Le marché s’écroule, la pomme de terre jetée dans les décharges

Le marché s’écroule, la pomme de terre jetée dans les décharges

La pomme de terre provenant des stocks de l’hiver 2012-2013 est jetée dans les décharges pour libérer les équipements de stockage. Au mieux, elle sert d’aliment de bétail. Effet pervers d’un dispositif mis en place par le gouvernement algérien.

Le prix de la pomme de terre n’a jamais été aussi bas depuis une vingtaine d’années en Algérie. La pomme de terre de saison a frôlé les dix dinars cette semaine sur les marchés de gros, alors que celle issue des stocks de l’hiver ne trouve plus preneur. Elle est jetée dans les décharges ou, au mieux, utilisée comme aliment de bétail, pour vider les chambres froides en vue de stocker la production de mai-juin. En fin de semaine, les prix ont à nouveau chuté, avant un léger rebond, samedi, ont indiqué des opérateurs à Maghreb Emergent. En fin de semaine dernière, les prix étaient en dessous de quinze dinars le kilo, avec une pointe vers le bas à douze dinars. « Si on soustrait les frais de transport, le prix réel est à dix dinars », selon un fellah.

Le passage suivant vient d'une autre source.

//! A deterministic transport that replays scripted outcomes.

use std::collections::VecDeque;
use std::sync::Mutex;

use async_trait::async_trait;

use super::Transport;
use crate::error::{TransportError, TransportErrorKind};
use crate::http::{PreparedRequest, RawResponse};

type Outcome = Result<RawResponse, TransportError>;

/// Replays a queue of outcomes, one per `send`, and records every request it
/// receives. Once the queue is empty it keeps returning the fallback outcome,
/// or an `Other` transport error if none was set.
#[derive(Debug, Default)]
pub struct ScriptedTransport {
    script: Mutex<VecDeque<Outcome>>,
    fallback: Option<Outcome>,
    seen: Mutex<Vec<PreparedRequest>>,
}

impl ScriptedTransport {
    pub fn new(outcomes: impl IntoIterator<Item = Outcome>) -> Self {
        Self {
            script: Mutex::new(outcomes.into_iter().collect()),
            fallback: None,
            seen: Mutex::new(Vec::new()),
        }
    }

    /// A transport that answers every request with `response`.
    pub fn always(response: RawResponse) -> Self {
        Self::default().with_fallback(Ok(response))
    }

    /// A transport on which every exchange fails with `error`.
    pub fn always_failing(error: TransportError) -> Self {
        Self::default().with_fallback(Err(error))
    }

    /// Fail `failures` times with `error`, then answer with `response`.
    pub fn failing_then(failures: u32, error: TransportError, response: RawResponse) -> Self {
        let mut outcomes: Vec<Outcome> = (0..failures).map(|_| Err(error.clone())).collect();
        outcomes.push(Ok(response));
        Self::new(outcomes)
    }

    pub fn with_fallback(mut self, outcome: Outcome) -> Self {
        self.fallback = Some(outcome);
        self
    }

    /// Number of `send` calls so far.
    pub fn calls(&self) -> usize {
        self.seen.lock().map(|seen| seen.len()).unwrap_or_default()
    }

    /// Every request received, in order.
    pub fn requests(&self) -> Vec<PreparedRequest> {
        self.seen.lock().map(|seen| seen.clone()).unwrap_or_default()
    }
}

#[async_trait]
impl Transport for ScriptedTransport {
    async fn send(&self, request: &PreparedRequest) -> Result<RawResponse, TransportError> {
        if let Ok(mut seen) = self.seen.lock() {
            seen.push(request.clone());
        }
        let next = self.script.lock().ok().and_then(|mut script| script.pop_front());
        match (next, &self.fallback) {
            (Some(outcome), _) => outcome,
            (None, Some(fallback)) => fallback.clone(),
            (None, None) => Err(TransportError::new(
                TransportErrorKind::Other,
                "scripted transport has no outcome left",
            )),
        }
    }
}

Cette chute des prix est le résultat d’une conjonction de trois éléments. D’abord, la production de l’hiver, abondante, a été en grande partie stockée, les commerçants tablant sur une hausse des prix en période creuse. Mais la production a été si élevée que l’offre est restée abondante, maintenant des prix très bas, y compris pendant la période creuse de mars-avril. Ensuite, l’arrivée sur le marché de la production de saison, fin avril, a détourné les consommateurs de celle stockée en hiver. Celle-ci ne trouve plus preneur, et elle est cédée à des prix si bas qu’elle a fini par tirer la production de saison dans la même direction.

UN MARCHE BOULEVERSE

Troisième facteur qui a aggravé la baisse des prix, le succès du dispositif mis en place par le gouvernement pour stocker la pomme de terre. Des capacités de stockage importantes ont été mises en place, pour garantir la disponibilité du produit en période creuse. Avec les subventions, les propriétaires de chambres froides sont assurés de gagner de l’argent. Y compris quand ils n’arrivent pas écouler leur production.

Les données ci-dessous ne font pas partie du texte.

//! Turning an endpoint descriptor into a prepared request.

use url::Url;

use crate::endpoint::EndpointDescriptor;
use crate::error::OutcomeError;
use crate::http::PreparedRequest;

/// Characters that would change the meaning of the authority if they
/// appeared in a host.
const HOST_DELIMITERS: &[char] = &['/', '?', '#', '@', '\\'];

/// Assemble the URL and copy the remaining fields verbatim.
///
/// Fails with `BadUrl` before anything is sent when the scheme, host or path
/// cannot form an absolute URL. The result depends only on the descriptor.
///
/// The path goes through WHATWG URL parsing, so `.` and `..` segments are
/// resolved: `/a/../b` is sent as `/b`.
pub fn build(endpoint: &EndpointDescriptor) -> Result<PreparedRequest, OutcomeError> {
    let url = assemble_url(endpoint).ok_or(OutcomeError::BadUrl)?;
    tracing::trace!(method = %endpoint.method, %url, "built request");
    Ok(PreparedRequest {
        method: endpoint.method,
        url,
        headers: endpoint.headers.clone(),
        timeout: endpoint.timeout,
        cache_policy: endpoint.cache_policy,
    })
}

fn assemble_url(endpoint: &EndpointDescriptor) -> Option<Url> {
    let host = endpoint.host.as_str();
    if host.is_empty() || host.contains(HOST_DELIMITERS) || host.contains(char::is_whitespace) {
        return None;
    }
    // A path following an authority must be empty or absolute.
    if !endpoint.path.is_empty() && !endpoint.path.starts_with('/') {
        return None;
    }

    let mut url = Url::parse(&format!("{}://{}", endpoint.scheme, host)).ok()?;
    if url.cannot_be_a_base() || url.host_str().is_none() {
        return None;
    }
    url.set_path(&endpoint.path);

    if let Some(query) = endpoint.query.as_deref().filter(|q| !q.is_empty()) {
        url.query_pairs_mut().extend_pairs(query);
    }
    Some(url)
}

Ces dernières années, de nouvelles régions ont commencé à produire de la pomme de terre pendant la période traditionnellement creuse, ce qui a bouleversé le marché. Mostaganem, El-Oued, Tiaret produisent à contre-saison, mais les effets de l’arrivée de cette production à des périodes inhabituelles sont encore mal appréhendés par le marché.

Résultat inattendu de cette situation, la pomme de terre stockée en février-mars est déversée dans les décharges publiques dans la région de Aïn-Defla. Même à moins de dix dinars, elle ne trouve plus preneur. Seuls les établissements collectifs (universités, écoles, casernes, restaurants) continuent de la consommer. Fin mai, elle était descendue jusqu’à cinq dinars le kilo sur le marché de gros !

PARADOXES

Les propriétaires de chambres froides, qui veulent stocker la production récoltée en mai-juin, sont contraints de vider les aires de stockage. Ils cèdent gratuitement celle janvier-février, ou la déversent dans le lit du Chéliff, du moment qu’ils sont assurés d’être remboursés. Il leur suffit de présenter les documents nécessaires à l’administration locale.

Cette situation débouche sur de nombreux paradoxes. Initialement destiné à aider les producteurs, le dispositif sert désormais à « subventionner les commerçants et les industriels, mais pas les fellahs », déplore l’un d’eux, qui a vendu sa pomme de terre à seize dinars le kilo. En outre, les mécanismes de régulation mis en place ont garanti la disponibilité du produit en période difficile, mais menacent de ruiner les fellahs. En moyenne, les fellahs arrivent à l’équilibre à partir de vingt dinars au prix de gros.